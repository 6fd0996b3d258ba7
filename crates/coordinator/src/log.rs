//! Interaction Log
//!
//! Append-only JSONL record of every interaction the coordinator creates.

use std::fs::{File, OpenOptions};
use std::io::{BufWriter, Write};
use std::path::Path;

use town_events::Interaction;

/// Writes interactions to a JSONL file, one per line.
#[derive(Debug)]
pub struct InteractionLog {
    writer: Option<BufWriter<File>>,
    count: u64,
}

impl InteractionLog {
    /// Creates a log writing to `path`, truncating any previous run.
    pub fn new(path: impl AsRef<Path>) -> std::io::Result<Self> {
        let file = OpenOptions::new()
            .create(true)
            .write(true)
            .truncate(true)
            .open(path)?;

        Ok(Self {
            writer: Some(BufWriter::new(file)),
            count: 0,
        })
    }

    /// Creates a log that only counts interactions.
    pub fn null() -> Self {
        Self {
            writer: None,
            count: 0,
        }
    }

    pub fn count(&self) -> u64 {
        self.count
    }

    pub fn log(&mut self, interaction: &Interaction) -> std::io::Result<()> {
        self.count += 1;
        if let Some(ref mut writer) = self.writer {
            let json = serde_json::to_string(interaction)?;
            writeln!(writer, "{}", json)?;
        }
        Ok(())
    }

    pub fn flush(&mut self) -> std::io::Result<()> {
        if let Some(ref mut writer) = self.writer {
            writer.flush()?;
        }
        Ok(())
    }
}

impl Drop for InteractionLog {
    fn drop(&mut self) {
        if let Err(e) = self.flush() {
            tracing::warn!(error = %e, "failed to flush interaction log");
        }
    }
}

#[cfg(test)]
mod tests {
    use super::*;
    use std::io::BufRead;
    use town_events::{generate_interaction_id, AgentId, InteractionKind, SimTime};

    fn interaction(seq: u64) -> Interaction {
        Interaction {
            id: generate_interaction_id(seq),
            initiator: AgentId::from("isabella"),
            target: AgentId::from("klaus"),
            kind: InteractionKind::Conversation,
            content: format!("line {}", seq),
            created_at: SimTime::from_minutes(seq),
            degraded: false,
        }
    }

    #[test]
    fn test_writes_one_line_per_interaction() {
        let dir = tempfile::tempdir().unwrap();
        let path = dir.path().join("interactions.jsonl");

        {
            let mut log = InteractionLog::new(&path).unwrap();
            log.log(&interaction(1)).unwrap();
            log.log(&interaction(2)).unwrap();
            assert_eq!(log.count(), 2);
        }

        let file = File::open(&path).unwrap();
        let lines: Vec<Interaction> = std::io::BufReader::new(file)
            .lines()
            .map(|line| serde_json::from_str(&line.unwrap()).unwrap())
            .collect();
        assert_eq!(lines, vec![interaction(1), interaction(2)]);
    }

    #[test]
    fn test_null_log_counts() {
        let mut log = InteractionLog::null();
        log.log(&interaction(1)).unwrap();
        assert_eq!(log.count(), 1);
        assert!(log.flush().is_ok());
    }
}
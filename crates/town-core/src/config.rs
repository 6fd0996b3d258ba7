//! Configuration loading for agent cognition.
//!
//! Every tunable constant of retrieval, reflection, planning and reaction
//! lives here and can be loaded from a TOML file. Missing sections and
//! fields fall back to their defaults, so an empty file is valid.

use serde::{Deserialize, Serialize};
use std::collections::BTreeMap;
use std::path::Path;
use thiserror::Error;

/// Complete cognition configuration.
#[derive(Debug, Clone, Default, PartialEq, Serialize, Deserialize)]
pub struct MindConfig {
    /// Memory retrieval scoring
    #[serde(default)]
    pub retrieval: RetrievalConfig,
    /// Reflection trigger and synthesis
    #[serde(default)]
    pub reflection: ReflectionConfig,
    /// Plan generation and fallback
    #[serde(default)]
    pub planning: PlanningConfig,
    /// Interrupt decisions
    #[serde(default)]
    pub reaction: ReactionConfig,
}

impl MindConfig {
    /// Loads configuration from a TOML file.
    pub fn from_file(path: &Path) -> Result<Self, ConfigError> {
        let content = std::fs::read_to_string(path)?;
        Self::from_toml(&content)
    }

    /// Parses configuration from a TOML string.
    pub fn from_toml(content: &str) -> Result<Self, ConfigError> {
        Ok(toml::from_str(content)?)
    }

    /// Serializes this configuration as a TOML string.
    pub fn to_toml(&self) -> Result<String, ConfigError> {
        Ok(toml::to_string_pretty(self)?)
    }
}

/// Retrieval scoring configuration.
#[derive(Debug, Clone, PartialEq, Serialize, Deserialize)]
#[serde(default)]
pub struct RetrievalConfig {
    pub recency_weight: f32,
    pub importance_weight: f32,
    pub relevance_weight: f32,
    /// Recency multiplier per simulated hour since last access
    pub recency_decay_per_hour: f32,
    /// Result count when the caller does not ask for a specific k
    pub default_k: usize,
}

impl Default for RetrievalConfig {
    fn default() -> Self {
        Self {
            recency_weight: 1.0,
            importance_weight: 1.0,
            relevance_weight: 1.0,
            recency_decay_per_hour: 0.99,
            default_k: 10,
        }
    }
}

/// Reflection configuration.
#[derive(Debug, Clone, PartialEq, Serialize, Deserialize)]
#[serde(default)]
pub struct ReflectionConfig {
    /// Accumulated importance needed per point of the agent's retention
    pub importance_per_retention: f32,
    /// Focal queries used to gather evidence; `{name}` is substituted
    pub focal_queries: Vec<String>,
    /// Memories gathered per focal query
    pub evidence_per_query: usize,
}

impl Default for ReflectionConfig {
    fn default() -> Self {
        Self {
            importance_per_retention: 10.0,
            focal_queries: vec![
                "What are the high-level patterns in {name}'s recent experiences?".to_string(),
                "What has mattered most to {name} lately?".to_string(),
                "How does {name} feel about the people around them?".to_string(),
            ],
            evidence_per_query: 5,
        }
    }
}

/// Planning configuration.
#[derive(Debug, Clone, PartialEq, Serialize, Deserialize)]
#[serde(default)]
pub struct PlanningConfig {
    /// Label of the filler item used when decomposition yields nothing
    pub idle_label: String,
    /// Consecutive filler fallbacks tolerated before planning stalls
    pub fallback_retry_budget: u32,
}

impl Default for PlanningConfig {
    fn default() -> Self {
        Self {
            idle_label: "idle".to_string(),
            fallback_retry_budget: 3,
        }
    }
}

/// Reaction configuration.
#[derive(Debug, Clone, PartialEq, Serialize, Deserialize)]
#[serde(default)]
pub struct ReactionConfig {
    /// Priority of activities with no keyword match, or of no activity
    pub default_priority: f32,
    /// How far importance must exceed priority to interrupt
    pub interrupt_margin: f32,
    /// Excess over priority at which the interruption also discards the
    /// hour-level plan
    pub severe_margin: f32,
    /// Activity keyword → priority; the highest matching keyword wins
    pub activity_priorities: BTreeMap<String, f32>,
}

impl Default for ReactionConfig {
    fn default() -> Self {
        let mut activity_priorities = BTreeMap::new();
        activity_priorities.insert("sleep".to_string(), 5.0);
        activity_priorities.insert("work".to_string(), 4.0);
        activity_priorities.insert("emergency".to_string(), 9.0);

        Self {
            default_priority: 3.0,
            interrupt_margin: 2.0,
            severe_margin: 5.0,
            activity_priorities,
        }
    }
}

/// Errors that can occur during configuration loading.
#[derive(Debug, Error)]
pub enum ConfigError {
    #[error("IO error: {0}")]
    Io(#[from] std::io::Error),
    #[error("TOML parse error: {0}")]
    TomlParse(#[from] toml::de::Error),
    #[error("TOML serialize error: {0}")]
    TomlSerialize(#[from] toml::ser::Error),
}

...

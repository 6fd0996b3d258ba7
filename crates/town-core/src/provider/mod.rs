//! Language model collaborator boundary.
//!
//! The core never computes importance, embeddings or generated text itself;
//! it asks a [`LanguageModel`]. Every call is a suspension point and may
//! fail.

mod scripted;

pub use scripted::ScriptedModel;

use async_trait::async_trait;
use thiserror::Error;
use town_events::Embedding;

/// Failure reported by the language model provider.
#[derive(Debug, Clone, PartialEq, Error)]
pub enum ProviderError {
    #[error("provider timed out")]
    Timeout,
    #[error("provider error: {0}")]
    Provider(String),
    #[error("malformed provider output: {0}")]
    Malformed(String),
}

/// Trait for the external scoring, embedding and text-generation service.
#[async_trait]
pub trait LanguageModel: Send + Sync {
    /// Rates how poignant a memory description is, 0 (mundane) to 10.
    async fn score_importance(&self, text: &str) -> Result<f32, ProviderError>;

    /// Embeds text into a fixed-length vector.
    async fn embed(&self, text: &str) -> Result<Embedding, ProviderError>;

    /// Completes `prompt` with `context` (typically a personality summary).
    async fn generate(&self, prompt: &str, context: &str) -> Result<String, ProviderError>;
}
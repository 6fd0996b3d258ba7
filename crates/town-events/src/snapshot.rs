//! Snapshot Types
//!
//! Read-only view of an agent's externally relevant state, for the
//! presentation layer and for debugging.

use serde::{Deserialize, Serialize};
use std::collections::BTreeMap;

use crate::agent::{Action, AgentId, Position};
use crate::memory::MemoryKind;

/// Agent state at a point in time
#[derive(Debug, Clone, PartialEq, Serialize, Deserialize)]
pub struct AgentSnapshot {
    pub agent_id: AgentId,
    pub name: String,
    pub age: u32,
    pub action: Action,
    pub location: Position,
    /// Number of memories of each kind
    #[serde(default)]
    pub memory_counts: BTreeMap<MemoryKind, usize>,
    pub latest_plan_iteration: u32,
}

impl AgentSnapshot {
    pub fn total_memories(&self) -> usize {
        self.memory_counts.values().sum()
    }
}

- **WHAT YOU SHOULD DO**:
Using the records above, say how many lines include the string "enum". Only the number is wanted.

- **ANSWER TO THIS PROBLEM**:
2